--- Try it ---
Reproduce only the top of the records, down to and including the line containing "action_matches(&permission.action, &ctx.action)".

--- Data extracts ---
/// Permission specs granted by the built-in tenant roles when no role
/// object of that name exists in the registry.
fn builtin_role(name: &str) -> Option<&'static [&'static str]> {
    match name {
        "tenant_admin" => Some(&["*:*:tenant"]),
        "tenant_editor" => Some(&[
            "dashboard:*:tenant",
            "kpi_definition:*:tenant",
            "layout:*:tenant",
            "metric:*:tenant",
            "logs:*:tenant",
            "traces:*:tenant",
        ]),
        "tenant_guest" => Some(&[
            "dashboard:read:tenant",
            "kpi_definition:read:tenant",
            "metric:read:tenant",
        ]),
        _ => None,
    }
}

/// Fixed mapping of actions a global_tenant_admin may perform.
pub fn is_admin_action(resource: &str, action: &str) -> bool {
    match resource {
        "admin" | "rbac" => true,
        "tenant" => matches!(action, "admin" | "update"),
        "user" => matches!(action, "admin" | "create" | "update" | "delete" | "list"),
        "dashboard" | "kpi_definition" | "layout" => action == "admin",
        _ => false,
    }
}

/// Does a permission cover the requested (resource, action, scope)?
pub fn permission_matches(ctx: &PermissionContext, permission: &Permission) -> bool {
    action_matches(&permission.action, &ctx.action)
        && resource_matches(permission, &ctx.resource)
        && scope_matches(&permission.scope, &ctx.tenant_id)
}

fn action_matches(granted: &str, requested: &str) -> bool {
    granted == "*" || granted == requested
}

fn resource_matches(permission: &Permission, requested: &str) -> bool {
    if permission.resource == requested {
        return true;
    }

    // Glob pattern: explicit resourcePattern wins, otherwise a resource
    // containing `*` is itself the pattern. Anchored on both ends.
    let pattern = if !permission.resource_pattern.is_empty() {
        Some(permission.resource_pattern.as_str())
    } else if permission.resource.contains('*') {
        Some(permission.resource.as_str())
    } else {
        None
    };
    if let Some(pattern) = pattern {
        let anchored = format!("^{}$", regex::escape(pattern).replace(r"\*", ".*"));
        match Regex::new(&anchored) {
            Ok(re) if re.is_match(requested) => return true,
            Ok(_) => {}
            Err(err) => warn!(pattern, error = %err, "unusable resource pattern"),
        }
    }

    // Hierarchical prefix: a grant on "dashboard" covers "dashboard/d1".
    !permission.resource.is_empty() && requested.starts_with(&format!("{}/", permission.resource))
}

fn scope_matches(scope: &str, tenant_id: &str) -> bool {
    scope == "global" || (scope == "tenant" && !tenant_id.is_empty()) || scope == tenant_id
}

/// Conjunction of the time, IP, and attribute constraint families.
pub fn evaluate_constraints(ctx: &PermissionContext, conditions: &PermissionConditions) -> bool {
    time_allows(ctx, &conditions.time_based)
        && ip_allows(&ctx.ip_address, &conditions.ip_based)
        && attributes_allow(ctx, &conditions.attribute_based)
}

fn time_allows(ctx: &PermissionContext, time: &TimeConditions) -> bool {
    if !time.allowed_days.is_empty() {
        let weekday = ctx.request_time.format("%A").to_string().to_lowercase();
        if !time
            .allowed_days
            .iter()
            .any(|d| d.to_lowercase() == weekday)
        {
            return false;
        }
    }
    if !time.allowed_hours.is_empty() {
        let now = ctx.request_time.format("%H:%M").to_string();
        // "HH:MM-HH:MM" windows compare lexicographically.
        let in_any_window = time.allowed_hours.iter().any(|window| {
            window
                .split_once('-')
                .map(|(start, end)| {
                    let start = start.trim();
                    let end = end.trim();
                    start <= now.as_str() && now.as_str() <= end
                })
                .unwrap_or(false)
        });
        if !in_any_window {
            return false;
        }
    }
    true
}

fn ip_allows(ip: &str, allow_list: &[String]) -> bool {
    if allow_list.is_empty() {
        return true;
    }
    if ip.is_empty() {
        return false;
    }
    allow_list.iter().any(|entry| {
        if entry == ip {
            return true;
        }
        // Simplified CIDR: drop the mask, strip trailing ".0" octets of
        // the network, then prefix-match on an octet boundary.
        let Some((network, _mask)) = entry.split_once('/') else {
            return false;
        };
        let mut prefix = network;
        while let Some(stripped) = prefix.strip_suffix(".0") {
            prefix = stripped;
        }
        ip == prefix || ip.starts_with(&format!("{prefix}."))
    })
}

fn attributes_allow(ctx: &PermissionContext, attrs: &AttributeConditions) -> bool {
    if !attrs.department.is_empty() {
        let department = ctx.user_attributes.get("department");
        if !department.is_some_and(|d| attrs.department.iter().any(|a| a == d)) {
            return false;
        }
    }
    if let Some(required) = &attrs.clearance_level {
        let held = ctx
            .user_attributes
            .get("clearance_level")
            .map(String::as_str)
            .unwrap_or_default();
        if clearance_rank(held) < clearance_rank(required) {
            return false;
        }
    }
    true
}

/// The RBAC engine: permission checks plus audited lifecycle mutations.
pub struct RbacEngine {
    repo: Arc<RbacRepository>,
    audit: AuditSink,
}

--- Response to this task ---
/// Permission specs granted by the built-in tenant roles when no role
/// object of that name exists in the registry.
fn builtin_role(name: &str) -> Option<&'static [&'static str]> {
    match name {
        "tenant_admin" => Some(&["*:*:tenant"]),
        "tenant_editor" => Some(&[
            "dashboard:*:tenant",
            "kpi_definition:*:tenant",
            "layout:*:tenant",
            "metric:*:tenant",
            "logs:*:tenant",
            "traces:*:tenant",
        ]),
        "tenant_guest" => Some(&[
            "dashboard:read:tenant",
            "kpi_definition:read:tenant",
            "metric:read:tenant",
        ]),
        _ => None,
    }
}

/// Fixed mapping of actions a global_tenant_admin may perform.
pub fn is_admin_action(resource: &str, action: &str) -> bool {
    match resource {
        "admin" | "rbac" => true,
        "tenant" => matches!(action, "admin" | "update"),
        "user" => matches!(action, "admin" | "create" | "update" | "delete" | "list"),
        "dashboard" | "kpi_definition" | "layout" => action == "admin",
        _ => false,
    }
}

/// Does a permission cover the requested (resource, action, scope)?
pub fn permission_matches(ctx: &PermissionContext, permission: &Permission) -> bool {
    action_matches(&permission.action, &ctx.action)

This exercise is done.